Gradient descent with backtracking
"""
x = np.vstack((x0+2*tol*np.ones(x0.shape),x0)).transpose()
i = 1
while ( la.norm(x[:,i]-x[:,i-1]) > tol ) and ( i < maxiter ):
p = -df(x[:,i])
# Start backtracking
alpha = 1
xnew = x[:,i] + alpha*p
while (f(xnew) >= f(x[:,i]) + alpha*c*np.dot(p, df(x[:,i]))):
alpha = alpha*rho
xnew = x[:,i] + alpha*p
x = np.concatenate((x,xnew.reshape((len(x0),1))), axis=1)
i += 1
return x[:,1:]
y = np.concatenate((-np.ones(10),np.ones(10)))
X = np.concatenate((X, np.ones((1,20))), axis=0)
def f(w):
return np.sum(np.log(1+np.exp(-y*(np.dot(w,X)))))
def df(w):
return np.array([-np.sum(y*X[0,:]*np.exp(-y*np.dot(w,X))/
(1+np.exp(-y*np.dot(w,X)))),
-np.sum(y*X[1,:]*np.exp(-y*np.dot(w,X))/
(1+np.exp(-y*np.dot(w,X)))),
-np.sum(y*X[2,:]*np.exp(-y*np.dot(w,X))/
(1+np.exp(-y*np.dot(w,X))))])
W = graddesc_bt(f, df, np.array([1.,1.,1.]), 1.e-8)
The algorithm gives as output a vector $\vct{w}=(w_1,w_2,w_3)\in \R^3$, so that the line separating the two sets of points is given by
\begin{equation*} w_1 x_1 + w_2 x_2 + w_3 = 0. \end{equation*}Rearranging this as a function $\ell(x_1) = x_2 = -(w_1x_1+w_3)/w_2$ and plotting the line into the pointcloud, we get the following graph.
def l(x):
return (-W[0,-1]*x-W[2,-1])/W[1,-1]
xx = np.linspace(-0.5,3,100)
yy = l(xx)
plt.plot(X[0,0:10], X[1,0:10], 'o')
plt.plot(X[0,10:], X[1,10:], 'o', color='red')
plt.plot(xx,yy,linewidth=3)
plt.show()
Of course, we would like to know how our classifier does with a {\em test set} generated according to the same distribution. The result is seen the following plot.
# Generate test data
T = np.zeros((2,20))
for i in range(10):
T[:,i] = np.array([2,2]) + 0.5*rnd.randn(2)
for i in range(10):
T[:,10+i] = np.array([0,0]) + 0.5*rnd.randn(2)
plt.plot(T[0,0:10], T[1,0:10], 'o')
plt.plot(T[0,10:], T[1,10:], 'o', color='red')
plt.plot(xx,yy,linewidth=3)
plt.show()
The given example is unproblematic, since the two sets of points are generated in a way that makes it unlikely that they can't be separated using a linear classifier. With real data, the situation may not be as favourable.
It is also interesting to see how fast the objective function (the {\em empirical risk}) approaches the minimum. While the value of the objective function decreases very quickly at the beginning, the decrease slows down dramatically and the algorithm does not reach the desired accuracy within the limit we set for the number of iterations. Now, however, that for the classification task we are interested, we don't need the best possible precision! In fact, the noise in the data makes too much precision meaningless, and we can safely use the result obtained after 100 iterations. Other algorithms and approaches may perform better for this problem.
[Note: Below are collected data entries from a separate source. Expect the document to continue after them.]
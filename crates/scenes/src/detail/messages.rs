use movies::{ApiError, MovieDetail};

/// Intents the presentation layer drives the detail screen with.
#[derive(Debug, Clone)]
pub enum DetailIntent {
    /// Fetch the movie record.
    Load,
    /// Open the movie's IMDB page, when the loaded record has one.
    OpenImdb,
}

/// Events emitted back to the presentation layer.
#[derive(Debug, Clone)]
pub enum DetailEvent {
    LoadingStarted,
    LoadingStopped,
    /// The detail record arrived.
    DataUpdated(MovieDetail),
    /// Navigate to the IMDB page with this external id.
    NavigateToImdb(String),
    /// The fetch failed; the message is user-presentable.
    ErrorOccurred(String),
}

/// Mailbox message: an external intent or the fetch completion.
pub(super) enum DetailMessage {
    Intent(DetailIntent),
    Completed(Result<MovieDetail, ApiError>),
}
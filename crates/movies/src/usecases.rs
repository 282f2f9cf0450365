//! Use-case trait definitions

use async_trait::async_trait;

use tmdb::MovieDetail;

use crate::{ApiError, MoviePage};

/// Movie fetch operations used by the home and detail screens.
#[async_trait]
pub trait MovieUseCases: Send + Sync {
    /// Fetch one page of the top rated movie list.
    async fn top_rated(&self, page: i64) -> Result<MoviePage, ApiError>;

    /// Fetch the full record for a single movie.
    ///
    /// Fetched lazily per detail view, never cached.
    async fn detail(&self, id: i64) -> Result<MovieDetail, ApiError>;
}

/// Search operations used by the home screen.
#[async_trait]
pub trait SearchUseCases: Send + Sync {
    /// Search movies by title, one page at a time.
    async fn search(&self, query: &str, page: i64) -> Result<MoviePage, ApiError>;
}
risk = np.zeros(W.shape[1])
for i in range(W.shape[1]):
risk[i] = f(W[:,i])
plt.plot(range(W.shape[1]), risk, linewidth=3)
plt.xlabel('Number of iterations')
plt.ylabel('Empirical risk')
plt.show()
We have seen how a machine learning problem can be turned into an optimization problem. Unfortunately, when the amount of data is large, computing gradients and Hessians of the resulting functions can be very expensive. Suppose the function $h$ depends on parameters $\vct{w}$ which we want to optimize over, $h=h(\vct{x}; \vct{w})$, and denote the composition of the loss function $\ell$ with $h$ on the data $\vct{x}_i$ by
\begin{equation*} f_i(\vct{w}) := \ell(h(\vct{x}_i; \vct{w}),y_i). \end{equation*}We can then write our optimization problem as
\begin{equation*} \mathop{\minimize}_{\vct{w}} F(\vct{w}), \quad F(\vct{w}) = \frac{1}{m} \sum_{i=1}^m f_i(\vct{w}). \end{equation*}The gradient is then
\begin{equation*} \nabla F(\vct{w}) = \frac{1}{m} \sum_{i=1}^n \nabla f_i(\vct{w}). \end{equation*}For large datasets (for example, $m>10^6$ is not uncommon), computing all the gradients in each step is highly ineffective.
An old algorithm that has recently been revived in light of big data is Stochastic Gradient Descent (SGD). The idea is to compute, at each step, only the gradient of one (or sometimes a few) of the summands of the loss function:
\begin{equation*} \vct{w}_{k+1} = \vct{w}_k-\alpha_k \nabla f_{i_k}(\vct{w}_k), \end{equation*}where the index $i_k$ is chosen at random from $\{1,\dots,m\}$ at each step.
Each step of this algorithm is clearly faster than gradient descent, but does it even work? It turns out that this algorithm converges quickly and that it is surprisingly effective on large datasets.